The Long Trip Home - Part 3


My route home to Florida from Washington took me through Yellowstone National Park, which I’d always wanted to see. So I got off Interstate 90 between Missoula and Butte, Montana and headed south on Route 287 for the park. It was Wednesday and I frankly did not know what to expect. Would there be a lot of people? Yellowstone is out in the northwest corner of Wyoming, after all; how crowded could it be?

Route 287 is a nice, scenic, lightly-traveled two-lane road that winds its way down through Montana, following the Madison River for a good stretch. The scenery is awesome, as you might imagine if you’ve heard anything at all about Montana. It makes you want to stop just to drink it all in. And there were times when I did just that: Sat by the side of the road and listened to the nothingness.  Sadly, I didn't have enough time to tarry. But even when you’re in a hurry, seeing the country on a motorcycle is pretty cool; you have unrestricted visibility in most directions. In a place like Montana that comes in handy.

Traffic picks up as you continue down Route 191 to a point where Montana, Idaho and Wyoming all come together.  Then all of a sudden you're in the town of West Yellowstone which sits at the west gate of the park. It’s one of these impossibly crowded tourist trap towns – “impossibly” because it’s out IN THE MIDDLE OF NOWHERE! I wondered: How did all these people get here?

At the entrance to the park, the ranger took my $20 and wished me a good trip. I said, “Yeah, I’ll probably get stuck in a conga line of slow-moving RV’s.” He winced and said, “Yeah…probably.” Not exactly what I waned to hear, but that’s exactly what happened.

When you buy a new or used RV, they must make you sign an agreement that you WILL take it to Yellowstone. I’m not quite sure why everyone gravitates there. It’s not “wilderness” per se. Not when you’re on a tiny road traveling bumper-to-bumper with a zillion others just like you…and the odd motorcyclist stuck in between. Most of the campground signs I saw said, “Full.” On a Wednesday.

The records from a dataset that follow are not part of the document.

//! Lexicon-averaging sentiment scorer.
//!
//! Each opinion word found in the text contributes one assessment. A modifier
//! directly before an opinion word scales it, and a negation up to
//! [`NEGATION_WINDOW`] tokens before it flips and halves its polarity. The
//! text's polarity and subjectivity are the means over all assessments.

use std::sync::Arc;

use super::lexicon::{Lexicon, LexiconEntry};
use super::{Scorer, Sentiment};
use crate::analysis::analyzer::{Analyzer, PipelineAnalyzer};
use crate::analysis::token_filter::{ApostropheFilter, LowercaseFilter};
use crate::analysis::tokenizer::RegexTokenizer;
use crate::error::Result;

/// How many tokens a negation reaches forward.
pub const NEGATION_WINDOW: usize = 3;

/// Polarity factor applied to a negated opinion word.
pub const NEGATION_FACTOR: f64 = -0.5;

/// The built-in lexicon scorer.
///
/// # Examples
///
/// ```
/// use sentix::sentiment::{PatternScorer, Scorer};
///
/// let scorer = PatternScorer::new().unwrap();
/// let sentiment = scorer.score("What a wonderful day").unwrap();
/// assert!(sentiment.polarity > 0.5);
/// ```
#[derive(Clone, Debug)]
pub struct PatternScorer {
    analyzer: PipelineAnalyzer,
    lexicon: Arc<Lexicon>,
}

impl PatternScorer {
    /// Create a scorer backed by the built-in English lexicon.
    pub fn new() -> Result<Self> {
        Self::with_lexicon(Lexicon::english())
    }

    /// Create a scorer backed by a custom lexicon.
    pub fn with_lexicon(lexicon: Arc<Lexicon>) -> Result<Self> {
        let tokenizer = Arc::new(RegexTokenizer::words_with_contractions()?);
        let analyzer = PipelineAnalyzer::new(tokenizer)
            .add_filter(Arc::new(ApostropheFilter::new()))
            .add_filter(Arc::new(LowercaseFilter::new()))
            .with_name("sentiment");

        Ok(PatternScorer { analyzer, lexicon })
    }

    /// Get the lexicon used by this scorer.
    pub fn lexicon(&self) -> &Arc<Lexicon> {
        &self.lexicon
    }

    fn assess(&self, words: &[String]) -> Vec<LexiconEntry> {
        let mut assessments = Vec::new();
        let mut multiplier = 1.0;
        // tokens since the last negation, if one is still in reach
        let mut negation_distance: Option<usize> = None;

        for word in words {
            negation_distance = negation_distance
                .map(|distance| distance + 1)
                .filter(|&distance| distance <= NEGATION_WINDOW);

            if self.lexicon.is_negation(word) {
                negation_distance = Some(0);
                multiplier = 1.0;
            } else if let Some(factor) = self.lexicon.modifier(word) {
                multiplier *= factor;
            } else if let Some(entry) = self.lexicon.opinion(word) {
                let mut polarity = entry.polarity * multiplier;
                if negation_distance.take().is_some() {
                    polarity *= NEGATION_FACTOR;
                }
                assessments.push(LexiconEntry::new(
                    polarity,
                    entry.subjectivity * multiplier,
                ));
                multiplier = 1.0;
            } else {
                multiplier = 1.0;
            }
        }

        assessments
    }
}

impl Scorer for PatternScorer {
    fn score(&self, text: &str) -> Result<Sentiment> {
        let words: Vec<String> = self.analyzer.analyze(text)?.map(|t| t.text).collect();
        let assessments = self.assess(&words);

        if assessments.is_empty() {
            return Ok(Sentiment::neutral());
        }

        let count = assessments.len() as f64;
        let polarity = assessments.iter().map(|a| a.polarity).sum::<f64>() / count;
        let subjectivity = assessments.iter().map(|a| a.subjectivity).sum::<f64>() / count;

        Ok(Sentiment::new(
            polarity.clamp(-1.0, 1.0),
            subjectivity.clamp(0.0, 1.0),
        ))
    }

    fn name(&self) -> &'static str {
        "pattern"
    }
}

#[cfg(test)]
mod tests {
    use super::*;

    fn scorer() -> PatternScorer {
        PatternScorer::new().unwrap()
    }

    fn approx(a: f64, b: f64) -> bool {
        (a - b).abs() < 1e-9
    }

    #[test]
    fn test_text_without_opinions_is_neutral() {
        let sentiment = scorer()
            .score("The table is sitting in the middle of the room.")
            .unwrap();

        assert_eq!(sentiment, Sentiment::neutral());
    }

    #[test]
    fn test_single_opinion_word() {
        let sentiment = scorer().score("This is good").unwrap();

        assert!(approx(sentiment.polarity, 0.7));
        assert!(approx(sentiment.subjectivity, 0.6));
    }

    #[test]
    fn test_scores_are_averaged() {
        // good (0.7, 0.6) and bad (-0.7, 0.67)
        let sentiment = scorer().score("good food, bad service").unwrap();

        assert!(approx(sentiment.polarity, 0.0));
        assert!(approx(sentiment.subjectivity, 0.635));
    }

    #[test]
    fn test_intensifier_scales_next_word() {
        let sentiment = scorer().score("very good").unwrap();

        assert!(approx(sentiment.polarity, 0.91));
        assert!(approx(sentiment.subjectivity, 0.78));
    }

    #[test]
    fn test_intensifier_only_reaches_next_word() {
        let sentiment = scorer().score("very nice good").unwrap();

        // nice is intensified (0.78 polarity), good is not (0.7)
        assert!(approx(sentiment.polarity, (0.6 * 1.3 + 0.7) / 2.0));
    }

    #[test]
    fn test_diminisher() {
        let sentiment = scorer().score("slightly bad").unwrap();
        assert!(approx(sentiment.polarity, -0.35));
    }

    #[test]
    fn test_negation_flips_and_halves() {
        let sentiment = scorer().score("This is not good").unwrap();
        assert!(approx(sentiment.polarity, -0.35));

        let sentiment = scorer().score("It wasn't bad at all").unwrap();
        assert!(approx(sentiment.polarity, 0.35));
    }

    #[test]
    fn test_typographic_contraction_negates() {
        let sentiment = scorer().score("I don\u{2019}t love it").unwrap();
        assert!(approx(sentiment.polarity, -0.25));
    }

    #[test]
    fn test_negation_window() {
        // third token after "not" is still in reach
        let negated = scorer().score("not at all good").unwrap();
        assert!(approx(negated.polarity, -0.35));

        // fourth token after "not" is out of reach
        let plain = scorer().score("not in any way good").unwrap();
        assert!(approx(plain.polarity, 0.7));
    }

    #[test]
    fn test_negation_applies_once() {
        let sentiment = scorer().score("not good good").unwrap();
        assert!(approx(sentiment.polarity, (-0.35 + 0.7) / 2.0));
    }

    #[test]
    fn test_results_are_clamped() {
        let sentiment = scorer().score("absolutely utterly excellent").unwrap();

        assert_eq!(sentiment.polarity, 1.0);
        assert_eq!(sentiment.subjectivity, 1.0);
    }

    #[test]
    fn test_custom_lexicon() {
        let mut lexicon = Lexicon::new();
        lexicon.insert_opinion("rad", LexiconEntry::new(0.9, 0.4));
        let scorer = PatternScorer::with_lexicon(Arc::new(lexicon)).unwrap();

        let sentiment = scorer.score("Totally RAD").unwrap();
        assert!(approx(sentiment.polarity, 0.9));
    }

    #[test]
    fn test_deterministic() {
        let text = "I absolutely love this project! It's brilliant.";
        assert_eq!(scorer().score(text).unwrap(), scorer().score(text).unwrap());
    }
}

You pop out of Yellowstone and run smack dab into Grand Teton National Park.


The Tetons are an amazing mountain range…well worth seeing. But the number of cars and level of traffic here too was just depressing. Yep, load up the RV and get away from it all!

Between the slow traffic and the road construction, the trip through the two parks was anything but enjoyable. In fact, I didn’t even stop at Old Faithful because the traffic turning into the parking lot was too bad. The number of people in the park was literally astonishing.

In the end, Yellowstone was a big disappointment. Traffic was bad going in, horrible going through, and bad coming out. It was perhaps the worst decision I’d made on the trip…perhaps in my life. I’m sorry I went.  If you're out on the road in your "camper," save yourself the same fate and go somewhere else – anywhere else. You’ll be glad you did.  But if you must go, take your RV and drive through Manhattan at rush-hour.  That ought to prepare you for the "fun" that is Yellowstone National Park.


Debby said...

Yellowstone was one of those places I always meant to get to. I wonder if there is an 'off' season?

PS riding your motorcycle for nearly 3000 miles sounds akin to getting sucked up and thrown around by a tornado.

Bob Barbanes: said...

I don't know about an "off-season," Deb, but just yesterday I was speaking with someone who said they visited Yosemite on Thanksgiving Day and found it deserted! So maybe holidays are when to go...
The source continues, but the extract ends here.